Added
- Suppert for 7 new models:
- `o3-mini` via OpenAI
- `gemini-2.0-pro` and `gemini-2.0-flash-lite` via Google
- `qwen-2.5-32b`, `deepseek-r1-distill-qwen-32b`, and `deepseek-r1-distill-llama-70b` via Groq
- `command-r7b` via Cohere
Changed
- Updated the Cohere API from V1 to V2 ([their docs](https://cohere.com/blog/new-api-v2)).
- Replaced all instances of `ValueError` being raised with a new `L2M2UsageError` exception.
- Moved the `warnings` module to the top level (`l2m2.warnings` instead of `l2m2.client.warnings`).
- Increased the default timeout for LLM calls from 10 seconds to 25 seconds.
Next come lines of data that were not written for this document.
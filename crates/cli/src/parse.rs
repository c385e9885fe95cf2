//! ArgMatches → CliAction conversion.
//!
//! All checks that can be made without a cluster happen here: exactly one
//! of import and export, file existence, integer flags, exclusive
//! selections, and the connection options' own validation.

use std::path::{Path, PathBuf};

use clap::ArgMatches;
use cqldump_core::{Error, Result};
use cqldump_engine::{Dispatch, ExportOptions, ImportOptions, Selection};
use cqldump_protocol::{ConnectOptions, CONFIG_FILE_NAME};

/// What the command line asks for.
#[derive(Debug)]
pub enum CliAction {
    /// Dump to a statement log
    Export {
        /// Connection settings
        connect: ConnectOptions,
        /// Log file to create
        path: PathBuf,
        /// Export settings
        options: ExportOptions,
    },
    /// Replay a statement log
    Import {
        /// Connection settings
        connect: ConnectOptions,
        /// Log file to read
        path: PathBuf,
        /// Import settings
        options: ImportOptions,
    },
}

fn string<'a>(matches: &'a ArgMatches, name: &str) -> Option<&'a str> {
    matches.get_one::<String>(name).map(String::as_str)
}

fn strings(matches: &ArgMatches, name: &str) -> Vec<String> {
    matches
        .get_many::<String>(name)
        .map(|values| values.cloned().collect())
        .unwrap_or_default()
}

fn number<T: std::str::FromStr>(matches: &ArgMatches, name: &str) -> Result<Option<T>> {
    match string(matches, name) {
        None => Ok(None),
        Some(text) => text.trim().parse().map(Some).map_err(|_| {
            Error::configuration(format!(
                "arg '{}' requires an integer value, but got '{}'",
                name, text
            ))
        }),
    }
}

fn existing_file(matches: &ArgMatches, name: &str) -> Result<Option<PathBuf>> {
    let Some(text) = string(matches, name) else {
        return Ok(None);
    };
    let path = PathBuf::from(text);
    if !path.is_file() {
        return Err(Error::configuration(format!(
            "arg '{}' specifies a path that is not a file or does not exist: '{}'",
            name, text
        )));
    }
    Ok(Some(path))
}

/// Connection options: config file first, then flags
fn connect_options(matches: &ArgMatches) -> Result<ConnectOptions> {
    let mut connect = match string(matches, "config") {
        Some(path) => ConnectOptions::from_file(Path::new(path))?,
        None if Path::new(CONFIG_FILE_NAME).is_file() => {
            ConnectOptions::from_file(Path::new(CONFIG_FILE_NAME))?
        }
        None => ConnectOptions::default(),
    };

    if let Some(host) = string(matches, "host") {
        connect.host = host.to_string();
    }
    if let Some(port) = number(matches, "port")? {
        connect.port = port;
    }
    if let Some(secs) = number(matches, "connect-timeout")? {
        connect.connect_timeout_secs = secs;
    }
    if let Some(version) = number(matches, "protocol-version")? {
        connect.protocol_version = Some(version);
    }
    if let Some(user) = string(matches, "username") {
        connect.username = Some(user.to_string());
    }
    if let Some(password) = string(matches, "password") {
        connect.password = Some(password.to_string());
    }
    if matches.get_flag("ssl") {
        connect.ssl = true;
    }
    if let Some(path) = existing_file(matches, "certfile")? {
        connect.certfile = Some(path);
    }
    if let Some(path) = existing_file(matches, "userkey")? {
        connect.userkey = Some(path);
    }
    if let Some(path) = existing_file(matches, "usercert")? {
        connect.usercert = Some(path);
    }
    connect.validate()?;
    Ok(connect)
}

/// Convert clap ArgMatches into a CliAction.
pub fn matches_to_action(matches: &ArgMatches) -> Result<CliAction> {
    let quiet = matches.get_flag("quiet");
    let export_file = string(matches, "export-file");
    let import_file = string(matches, "import-file");

    match (export_file, import_file) {
        (None, None) => Err(Error::configuration(
            "--import-file or --export-file must be specified",
        )),
        (Some(_), Some(_)) => Err(Error::configuration(
            "--import-file and --export-file can't be specified at the same time",
        )),
        (Some(file), None) => {
            let path = PathBuf::from(file);
            let parent = match path.parent() {
                Some(p) if !p.as_os_str().is_empty() => p.to_path_buf(),
                _ => PathBuf::from("."),
            };
            if !parent.is_dir() {
                return Err(Error::configuration(format!(
                    "parent directory of export file '{}' does not exist",
                    file
                )));
            }
            let selection = Selection::from_lists(
                &strings(matches, "keyspace"),
                &strings(matches, "cf"),
                &strings(matches, "filter"),
            )?;
            let options = ExportOptions::new()
                .with_selection(selection)
                .with_exclude(strings(matches, "exclude-cf"))
                .with_no_create(matches.get_flag("no-create"))
                .with_no_insert(matches.get_flag("no-insert"))
                .with_limit(number::<u32>(matches, "limit")?.filter(|n| *n > 0))
                .with_quiet(quiet);
            options.validate()?;
            Ok(CliAction::Export {
                connect: connect_options(matches)?,
                path,
                options,
            })
        }
        (None, Some(file)) => {
            let path = PathBuf::from(file);
            if !path.is_file() {
                return Err(Error::configuration(format!(
                    "arg 'import-file' specifies a path that is not a file or does not exist: '{}'",
                    file
                )));
            }
            let dispatch = if matches.get_flag("concurrent") {
                Dispatch::Concurrent
            } else {
                Dispatch::Sequential
            };
            let options = ImportOptions::new()
                .with_sync(matches.get_flag("sync"))
                .with_dispatch(dispatch)
                .with_quiet(quiet);
            options.validate()?;
            Ok(CliAction::Import {
                connect: connect_options(matches)?,
                path,
                options,
            })
        }
    }
}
- Where possible, pinned l2m2 models to specific versions rather than an alias pointing to the latest version. This is for stability in production; however, I do plan to keep the versions up to date on a regular basis. The following model versions have been updated:
- `o1` → `o1-2024-12-17`
- `o1-preview` → `o1-preview-2024-09-12`
- `o1-mini` → `o1-mini-2024-09-12`
- `claude-3-5-sonnet-latest` → `claude-3-5-sonnet-20241022`
- `claude-3-5-haiku-latest` → `claude-3-5-haiku-20241022`
- `command-r` → `command-r-08-2024`
- `command-r-plus` → `command-r-plus-08-2024`
- `mistral-large-latest` → `mistral-large-2411`
- `ministral-3b-latest` → `ministral-3b-2410`
- `gemini-2.0-flash-exp` → `gemini-2.0-flash-001`
- `gemini-1.5-flash-exp` → `gemini-1.5-flash-001`
Note that this is _not_ a breaking change – the model IDs are purely internal. This doesn't change any behavior, just adds stability.
Fixed
- Previously, the synchronous `call` method in `LLMClient` would throw a gibberish unhandled exception when used in an async context, such as within FastAPI. This has been fixed - it is now handled by an `L2M2UsageError` with a helpful message recommending the use of `AsyncLLMClient` instead. This error is also thrown when instantiating `LLMClient` in an async context.
- For some reason, OpenAI doesn't support either the `system` or `developer` keyword in `o1-mini` and `o1-preview`, effectively making system prompts unusable with them. While I'm not sure why this is, I've properly handled these with `L2M2UsageError` instead of throwing unhandled exceptions.